Further to the announcement made on 5th August 2020 about Unilever’s global announcement on the Strategic Review and planned separation of its Lipton Tea business, this is to notify The Nigerian Stock Exchange and our esteemed shareholders of the plan to separate the Unilever Nigeria Plc tea business into a separate legal entity.
The planned separation will go through the normal approval process and is expected to be concluded by the end of 2021. We shall keep the Nigerian Stock Exchange and stakeholders informed of subsequent developments on this matter.
The tea business that will be separated generated revenues of €2 billion in 2019. This was made in notification shared on the Nigerian Stock Exchange for and on behalf of the Board of Unilever Nigeria Plc.
The leaf tea business, in general, has been struggling, losing market share to coffee and to herbal tea. Spinning off the business puts Unilever in a position to sell it, possibly with a licensing-back deal.
The disclosure is made for and on behalf of the Board of Unilever Nigeria Plc.
Background into the divestment:
Unilever executives announced the plan, which was the result of a six-month review. Unilever plans to spin off most of its loose-leaf tea business, but retain it in India and Indonesia, as well as retain its ready-to-drink tea joint ventures with PepsiCo.
The partnership between the two companies has PepsiCo focus on Lipton’s ready-to-drink beverages while Unilever handles the leaf tea. Each company owns a 50% stake.
The rest of the tea portfolio will be spun off into a separate independent entity.
Strategic review of tea
In January 2020, Unilever announced a strategic review of the global tea business, which includes leading brands such as Lipton, Brooke Bond and PG Tips.
“The balance of Unilever’s tea brands and geographies and all of our tea estates have a very exciting future, but this potential can be best achieved we believe as a separate entity, and a process will now begin to achieve this separation, which is expected to conclude by the end of 2021,” CEO Alan Jope.
A statement from CEO Alan Jope
“Performance during the first half has shown the true strength of Unilever. We have demonstrated the resilience of the business – in our portfolio, in a continued step-up in operational excellence, and in our financial position – and we have unlocked new levels of agility in responding to unprecedented fluctuations in demand.
We have also taken action to strengthen the strategic future of the company by announcing proposals to unify our dual-headed legal structure, progressing the strategic review of our global tea business and making new commitments to help protect the climate and regenerate nature.

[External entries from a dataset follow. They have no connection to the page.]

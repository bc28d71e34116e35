// SPDX-FileCopyrightText: 2026 Tally Contributors
// SPDX-License-Identifier: MIT OR Apache-2.0

//! Embedded database migrations using refinery.
//!
//! SQL migration files are compiled into the binary at build time via
//! `embed_migrations!`. Migrations run automatically on database open.

use tally_core::TallyError;

mod embedded {
    use refinery::embed_migrations;
    embed_migrations!("migrations");
}

/// Run all pending migrations against the given connection.
///
/// Refinery tracks applied migrations in its own `refinery_schema_history` table.
pub fn run_migrations(conn: &mut rusqlite::Connection) -> Result<(), TallyError> {
    embedded::migrations::runner()
        .run(conn)
        .map_err(|e| TallyError::Storage {
            source: Box::new(e),
        })?;
    Ok(())
}
// SPDX-FileCopyrightText: 2026 Tally Contributors
// SPDX-License-Identifier: MIT OR Apache-2.0

//! Shared HTTP plumbing for provider clients: JSON POST with one retry on
//! transient errors and vendor error-body decoding.

use std::time::Duration;

use serde::{Deserialize, Serialize};
use tally_core::TallyError;
use tracing::{debug, warn};

/// Error envelope shared by the Anthropic and OpenAI APIs.
#[derive(Debug, Deserialize)]
struct ApiErrorResponse {
    error: ApiError,
}

#[derive(Debug, Deserialize)]
struct ApiError {
    #[serde(rename = "type", default)]
    type_: Option<String>,
    #[serde(default)]
    message: String,
}

/// Build a reqwest client with the given default headers.
pub(crate) fn build_client(
    headers: reqwest::header::HeaderMap,
    timeout: Duration,
) -> Result<reqwest::Client, TallyError> {
    reqwest::Client::builder()
        .default_headers(headers)
        .timeout(timeout)
        .build()
        .map_err(|e| TallyError::Provider {
            message: format!("failed to build HTTP client: {e}"),
            source: Some(Box::new(e)),
        })
}

/// Returns true for HTTP status codes that indicate transient errors worth retrying.
pub(crate) fn is_transient_error(status: reqwest::StatusCode) -> bool {
    matches!(status.as_u16(), 429 | 500 | 503 | 529)
}

/// Format a non-success response body into an error message.
pub(crate) fn describe_error(vendor: &str, status: reqwest::StatusCode, body: &str) -> String {
    match serde_json::from_str::<ApiErrorResponse>(body) {
        Ok(api_err) => format!(
            "{vendor} API error ({}): {}",
            api_err.error.type_.as_deref().unwrap_or("unknown"),
            api_err.error.message
        ),
        Err(_) => format!("{vendor} API returned {status}: {body}"),
    }
}

/// POST a JSON body and return the successful response text.
///
/// On transient errors (429, 500, 503, 529), retries after a 1-second delay.
pub(crate) async fn post_json<B: Serialize + ?Sized>(
    client: &reqwest::Client,
    url: &str,
    body: &B,
    max_retries: u32,
    vendor: &str,
) -> Result<String, TallyError> {
    let mut last_error = None;

    for attempt in 0..=max_retries {
        if attempt > 0 {
            warn!(vendor, attempt, "retrying request after transient error");
            tokio::time::sleep(Duration::from_secs(1)).await;
        }

        let response = client
            .post(url)
            .json(body)
            .send()
            .await
            .map_err(|e| TallyError::Provider {
                message: format!("HTTP request failed: {e}"),
                source: Some(Box::new(e)),
            })?;

        let status = response.status();
        debug!(vendor, status = %status, attempt, "response received");

        if status.is_success() {
            return response.text().await.map_err(|e| TallyError::Provider {
                message: format!("failed to read response body: {e}"),
                source: Some(Box::new(e)),
            });
        }

        let text = response.text().await.unwrap_or_default();
        if is_transient_error(status) && attempt < max_retries {
            warn!(vendor, status = %status, "transient error, will retry");
            last_error = Some(TallyError::provider(describe_error(vendor, status, &text)));
            continue;
        }

        return Err(TallyError::provider(describe_error(vendor, status, &text)));
    }

    Err(last_error
        .unwrap_or_else(|| TallyError::provider(format!("{vendor} request failed after retries"))))
}

/// Resolve an API key from config, then the given environment variable.
pub(crate) fn resolve_api_key(configured: Option<&str>, env_var: &str) -> Option<String> {
    configured
        .filter(|k| !k.trim().is_empty())
        .map(str::to_string)
        .or_else(|| std::env::var(env_var).ok().filter(|k| !k.trim().is_empty()))
}
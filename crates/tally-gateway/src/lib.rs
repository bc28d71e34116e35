// SPDX-FileCopyrightText: 2026 Tally Contributors
// SPDX-License-Identifier: MIT OR Apache-2.0

//! HTTP gateway for the Tally expense bot.
//!
//! Exposes one webhook per messaging platform plus a health endpoint. Each
//! delivery is normalized by its channel adapter and handed to the shared
//! [`DialogueController`](tally_dialogue::DialogueController).

pub mod auth;
pub mod handlers;
pub mod server;

pub use server::{GatewayState, router, start_server};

From the start of the Covid-19 crisis, we have been guided by clear priorities in line with our multi-stakeholder business model to protect our people, safeguard supply, respond to new patterns of consumer demand, preserve cash and support our communities.
Our focus for the rest of 2020 will continue to be volume led to competitive growth, absolute profit and cash delivery, as this is the best way to maximise shareholder value.
I would like to thank every member of the Unilever team for the outstanding commitment they have shown in the most difficult of circumstances.”
Overall performance of Unilever Nigeria?
In its recently released unaudited FY’20 financial statements, Unilever Nigeria consolidated on its improved Q3’20 performance after an especially hard year riddled with turnover challenges.
Group topline expanded by 2% y/y to ₦61.6 billion, supported by a 9% y/y growth in Food Revenue to ₦34.7 billion, even as HPC Revenue moderated 7% y/y.
The topline growth was supported by an impressive 84% y/y expansion in Q4’20 topline to ₦16.8 billion, albeit the line item fell just 3% shy of our expectation. Even accounting for mild price increases this year, we attribute the growth to continued recovery in volumes.
In spite of the higher topline, impairment on receivables fell further under control, printing at ₦5.0 million in Q4’20 compared to ₦429 million in Q3’20 and ₦405 million in Q4’19. We recall that Unilever Nigeria had in 2019, adopted tighter credit policies in order to temper rising impairments. The moderation in the Q4’20 impairments along with the 17% contraction in trade receivables balance suggests that the new policy is yielding fruit.